Once you've parsed your document into an lxml tree, you can use the .xpath()
method to search for elements.
import urllib2
from lxml import etree
url = "http://www.example.com/servlet/av/ResultTemplate=AVResult.html"
response = urllib2.urlopen(url)
htmlparser = etree.HTMLParser()
tree = etree.parse(response, htmlparser)
tree.xpath(xpathselector)
Of possible interest to you is the CSS Selector support; the CSSSelector
class translates CSS statements into XPath expressions, making your search for td.empformbody
that much easier:
from lxml.cssselect import CSSSelector
td_empformbody = CSSSelector('td.empformbody')
for elem in td_empformbody(tree):
# Do something with these table cells.
Coming full circle: BeautifulSoup itself does have pretty decent CSS selector support:
for cell in soup.select('table#foobar td.empformbody'):
# Do something with these table cells.
回答2:
I can confirm that there is no XPath support within Beautiful Soup.
回答3:
Martijn's code no longer works properly (it is 4+ years old by now...), the etree.parse()
line prints to the console and doesn't assign the value to the tree
variable. Referencing this, I was able to figure out this works using requests and lxml:
from lxml import html
import requests
page = requests.get('http://econpy.pythonanywhere.com/ex/001.html')
tree = html.fromstring(page.content)
#This will create a list of buyers:
buyers = tree.xpath('//div[@title="buyer-name"]/text()')
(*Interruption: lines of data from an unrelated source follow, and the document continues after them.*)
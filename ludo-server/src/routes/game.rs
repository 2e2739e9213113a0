//! Game API: state snapshots and player intents
//!
//! Intents that are not legal right now (wrong seat, no dice, piece not
//! offered) are accepted and simply leave the snapshot unchanged.

use crate::runtime::{Command, Snapshot};
use crate::state::ServerState;
use axum::{
    extract::{Path, Query, State},
    http::StatusCode,
    response::{IntoResponse, Response},
    Json,
};
use ludo_core::{PieceId, PlayerNames, ResetMode};
use serde::Deserialize;
use serde_json::{json, Value};
use std::sync::Arc;
use std::time::Duration;

const POLL_LIMIT: Duration = Duration::from_secs(5);

/// Get the current snapshot
pub async fn get_state(State(state): State<Arc<ServerState>>) -> Json<Snapshot> {
    Json(state.table.snapshot())
}

#[derive(Deserialize)]
pub struct PollParams {
    pub version: Option<u64>,
}

/// Long-poll for table updates
pub async fn poll_state(
    State(state): State<Arc<ServerState>>,
    Query(params): Query<PollParams>,
) -> Json<Value> {
    let client_version = params.version.unwrap_or(0);

    match state.table.changed_since(client_version, POLL_LIMIT).await {
        Some(snapshot) => Json(json!({
            "changed": true,
            "version": snapshot.version,
            "state": snapshot.state,
            "events": snapshot.events,
        })),
        None => Json(json!({
            "changed": false,
            "version": client_version,
        })),
    }
}

/// Start a roll for the current player
pub async fn roll(State(state): State<Arc<ServerState>>) -> Response {
    match state.table.apply(Command::Roll).await {
        Ok(snapshot) => Json(snapshot).into_response(),
        Err(err) => err.into_response(),
    }
}

/// Move one of the offered pieces
pub async fn select_piece(
    State(state): State<Arc<ServerState>>,
    Path(piece_id): Path<String>,
) -> Response {
    let id: PieceId = match piece_id.parse() {
        Ok(id) => id,
        Err(err) => {
            return (
                StatusCode::BAD_REQUEST,
                Json(json!({ "error": format!("{}", err) })),
            )
                .into_response();
        }
    };

    match state.table.apply(Command::Select(id)).await {
        Ok(snapshot) => Json(snapshot).into_response(),
        Err(err) => err.into_response(),
    }
}

#[derive(Deserialize, Default)]
pub struct ResetRequest {
    /// Also leave the online session and return to local play
    #[serde(default)]
    pub disconnect: bool,
}

/// Start a new game
pub async fn reset(
    State(state): State<Arc<ServerState>>,
    body: Option<Json<ResetRequest>>,
) -> Response {
    let request = body.map(|Json(r)| r).unwrap_or_default();
    let mode = if request.disconnect {
        state.peers.leave().await;
        ResetMode::Hard
    } else {
        ResetMode::Soft
    };

    match state.table.apply(Command::Reset(mode)).await {
        Ok(snapshot) => Json(snapshot).into_response(),
        Err(err) => err.into_response(),
    }
}

/// Rename the seats
pub async fn set_players(
    State(state): State<Arc<ServerState>>,
    Json(names): Json<PlayerNames>,
) -> Response {
    match state.table.apply(Command::SetPlayerNames(names)).await {
        Ok(snapshot) => Json(snapshot).into_response(),
        Err(err) => err.into_response(),
    }
}
//! Colors, piece identity and piece status

use crate::board::{BASE_POSITION, FINISHED_POSITION, HOME_STRETCH_END};
use serde::{Deserialize, Serialize};
use std::fmt;
use std::str::FromStr;
use thiserror::Error;

/// Pieces each color owns
pub const PIECES_PER_COLOR: u8 = 4;

/// Player color, in seating order
#[derive(Clone, Copy, Debug, PartialEq, Eq, PartialOrd, Ord, Hash, Serialize, Deserialize)]
#[serde(rename_all = "lowercase")]
pub enum Color {
    Red,
    Green,
    Yellow,
    Blue,
}

impl Color {
    pub const ALL: [Color; 4] = [Color::Red, Color::Green, Color::Yellow, Color::Blue];

    pub fn index(self) -> usize {
        self as usize
    }

    pub fn as_str(self) -> &'static str {
        match self {
            Color::Red => "red",
            Color::Green => "green",
            Color::Yellow => "yellow",
            Color::Blue => "blue",
        }
    }

    /// Default display name
    pub fn label(self) -> &'static str {
        match self {
            Color::Red => "Red",
            Color::Green => "Green",
            Color::Yellow => "Yellow",
            Color::Blue => "Blue",
        }
    }

    /// Next seat in four-player rotation
    pub fn next(self) -> Self {
        Color::ALL[(self.index() + 1) % Color::ALL.len()]
    }
}

impl fmt::Display for Color {
    fn fmt(&self, f: &mut fmt::Formatter<'_>) -> fmt::Result {
        f.write_str(self.as_str())
    }
}

impl FromStr for Color {
    type Err = ParsePieceIdError;

    fn from_str(s: &str) -> Result<Self, Self::Err> {
        Color::ALL
            .into_iter()
            .find(|c| c.as_str() == s)
            .ok_or_else(|| ParsePieceIdError::UnknownColor(s.to_string()))
    }
}

#[derive(Debug, Clone, PartialEq, Eq, Error)]
pub enum ParsePieceIdError {
    #[error("piece id must look like `color-index`, got {0:?}")]
    Malformed(String),
    #[error("unknown color {0:?}")]
    UnknownColor(String),
    #[error("piece index {0} out of range")]
    IndexOutOfRange(u8),
}

/// Stable piece identifier, `red-0` .. `blue-3` on the wire
#[derive(Clone, Copy, Debug, PartialEq, Eq, PartialOrd, Ord, Hash, Serialize, Deserialize)]
#[serde(try_from = "String", into = "String")]
pub struct PieceId {
    pub color: Color,
    pub index: u8,
}

impl PieceId {
    pub fn new(color: Color, index: u8) -> Self {
        Self { color, index }
    }

    /// All four ids of a color
    pub fn of(color: Color) -> impl Iterator<Item = PieceId> {
        (0..PIECES_PER_COLOR).map(move |i| PieceId::new(color, i))
    }
}

impl fmt::Display for PieceId {
    fn fmt(&self, f: &mut fmt::Formatter<'_>) -> fmt::Result {
        write!(f, "{}-{}", self.color, self.index)
    }
}

impl FromStr for PieceId {
    type Err = ParsePieceIdError;

    fn from_str(s: &str) -> Result<Self, Self::Err> {
        let (color, index) = s
            .split_once('-')
            .ok_or_else(|| ParsePieceIdError::Malformed(s.to_string()))?;
        let color = color.parse::<Color>()?;
        let index = index
            .parse::<u8>()
            .map_err(|_| ParsePieceIdError::Malformed(s.to_string()))?;
        if index >= PIECES_PER_COLOR {
            return Err(ParsePieceIdError::IndexOutOfRange(index));
        }
        Ok(PieceId::new(color, index))
    }
}

impl TryFrom<String> for PieceId {
    type Error = ParsePieceIdError;

    fn try_from(value: String) -> Result<Self, Self::Error> {
        value.parse()
    }
}

impl From<PieceId> for String {
    fn from(id: PieceId) -> Self {
        id.to_string()
    }
}

/// Where a piece is in its life cycle
#[derive(Clone, Copy, Debug, PartialEq, Eq, Hash, Serialize, Deserialize)]
#[serde(rename_all = "lowercase")]
pub enum PieceStatus {
    Base,
    Active,
    Home,
}

/// A single piece.
///
/// `position` is -1 in base, 0..=51 on the shared track (global index),
/// 52..=57 in the owner's home stretch and 58 once finished.
#[derive(Clone, Copy, Debug, PartialEq, Eq, Serialize, Deserialize)]
pub struct Piece {
    pub id: PieceId,
    pub color: Color,
    pub status: PieceStatus,
    pub position: i8,
}

impl Piece {
    /// Fresh piece sitting in base
    pub fn in_base(id: PieceId) -> Self {
        Self {
            id,
            color: id.color,
            status: PieceStatus::Base,
            position: BASE_POSITION,
        }
    }

    /// Send the piece back to base (after capture)
    pub fn return_to_base(&mut self) {
        self.status = PieceStatus::Base;
        self.position = BASE_POSITION;
    }

    /// Status and position agree with each other
    pub fn is_consistent(&self) -> bool {
        match self.status {
            PieceStatus::Base => self.position == BASE_POSITION,
            PieceStatus::Home => self.position == FINISHED_POSITION,
            PieceStatus::Active => (0..=HOME_STRETCH_END).contains(&self.position),
        }
    }
}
#This will create a list of prices
prices = tree.xpath('//span[@class="item-price"]/text()')
print 'Buyers: ', buyers
print 'Prices: ', prices
回答4:
BeautifulSoup has a function named findNext from current element directed childern,so:
father.findNext('div',{'class':'class_value'}).findNext('div',{'id':'id_value'}).findAll('a')
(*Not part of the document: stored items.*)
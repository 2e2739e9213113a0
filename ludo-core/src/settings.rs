//! Game settings: player names and transition pacing

use crate::pieces::Color;
use serde::{Deserialize, Serialize};
use std::path::Path;
use std::time::Duration;
use thiserror::Error;

#[derive(Debug, Error)]
pub enum SettingsError {
    #[error("failed to read settings file: {0}")]
    Io(#[from] std::io::Error),
    #[error("invalid settings JSON: {0}")]
    Parse(#[from] serde_json::Error),
}

/// Display names per seat; purely cosmetic
#[derive(Clone, Debug, PartialEq, Eq, Serialize, Deserialize)]
pub struct PlayerNames {
    pub red: String,
    pub green: String,
    pub yellow: String,
    pub blue: String,
}

impl PlayerNames {
    pub fn get(&self, color: Color) -> &str {
        match color {
            Color::Red => &self.red,
            Color::Green => &self.green,
            Color::Yellow => &self.yellow,
            Color::Blue => &self.blue,
        }
    }
}

impl Default for PlayerNames {
    fn default() -> Self {
        Self {
            red: Color::Red.label().to_string(),
            green: Color::Green.label().to_string(),
            yellow: Color::Yellow.label().to_string(),
            blue: Color::Blue.label().to_string(),
        }
    }
}

/// Artificial pauses between transitions, in milliseconds
#[derive(Clone, Copy, Debug, PartialEq, Eq, Serialize, Deserialize)]
#[serde(rename_all = "camelCase", default)]
pub struct Timings {
    /// Dice suspense before the face resolves
    pub roll_ms: u64,
    /// Pause before a three-sixes forfeit hands the turn over
    pub penalty_ms: u64,
    /// Pause before a roll with no legal move hands the turn over
    pub pass_ms: u64,
    /// Pause before a forced single move is applied
    pub auto_move_ms: u64,
}

impl Timings {
    /// No pauses at all (simulation, tests)
    pub fn instant() -> Self {
        Self {
            roll_ms: 0,
            penalty_ms: 0,
            pass_ms: 0,
            auto_move_ms: 0,
        }
    }

    pub fn roll(&self) -> Duration {
        Duration::from_millis(self.roll_ms)
    }

    pub fn penalty(&self) -> Duration {
        Duration::from_millis(self.penalty_ms)
    }

    pub fn pass(&self) -> Duration {
        Duration::from_millis(self.pass_ms)
    }

    pub fn auto_move(&self) -> Duration {
        Duration::from_millis(self.auto_move_ms)
    }
}

impl Default for Timings {
    fn default() -> Self {
        Self {
            roll_ms: 1000,
            penalty_ms: 1000,
            pass_ms: 1000,
            auto_move_ms: 1200,
        }
    }
}

#[derive(Clone, Debug, Default, PartialEq, Eq, Serialize, Deserialize)]
#[serde(rename_all = "camelCase", default)]
pub struct GameSettings {
    pub player_names: PlayerNames,
    pub timings: Timings,
}

impl GameSettings {
    /// Load from a JSON file. Missing fields fall back to defaults.
    pub fn load(path: &Path) -> Result<Self, SettingsError> {
        let content = std::fs::read_to_string(path)?;
        Ok(serde_json::from_str(&content)?)
    }

    pub fn save(&self, path: &Path) -> Result<(), SettingsError> {
        let content = serde_json::to_string_pretty(self)?;
        std::fs::write(path, content)?;
        Ok(())
    }
}
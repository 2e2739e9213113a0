//! Board geometry endpoint

use axum::Json;
use ludo_core::BoardLayout;

/// Get board geometry
pub async fn get_board() -> Json<BoardLayout> {
    Json(BoardLayout::standard())
}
Above code can imitate the following xpath:
div[class=class_value]/div[id=id_value]
回答5:
I've searched through their docs and it seems there is not xpath option. Also, as you can see here on a similar question on SO, the OP is asking for a translation from xpath to BeautifulSoup, so my conclusion would be - no, there is no xpath parsing available.
回答6:
This is a pretty old thread, but there is a work-around solution now, which may not have been in BeautifulSoup at the time.
Here is an example of what I did. I use the "requests" module to read an RSS feed and get its text content in a variable called "rss_text". With that, I run it thru BeautifulSoup, search for the xpath /rss/channel/title, and retrieve its contents. It's not exactly XPath in all its glory (wildcards, multiple paths, etc.), but if you just have a basic path you want to locate, this works.
from bs4 import BeautifulSoup
rss_obj = BeautifulSoup(rss_text, 'xml')
cls.title = rss_obj.rss.channel.title.get_text()
回答7:
when you use lxml all simple:
tree = lxml.html.fromstring(html)
i_need_element = tree.xpath('//a[@class="shared-components"]/@href')
but when use BeautifulSoup BS4 all simple too:
- first remove "//" and "@"
- second - add star before "="
try this magic:
soup = BeautifulSoup(html, "lxml")
i_need_element = soup.select ('a[class*="shared-components"]')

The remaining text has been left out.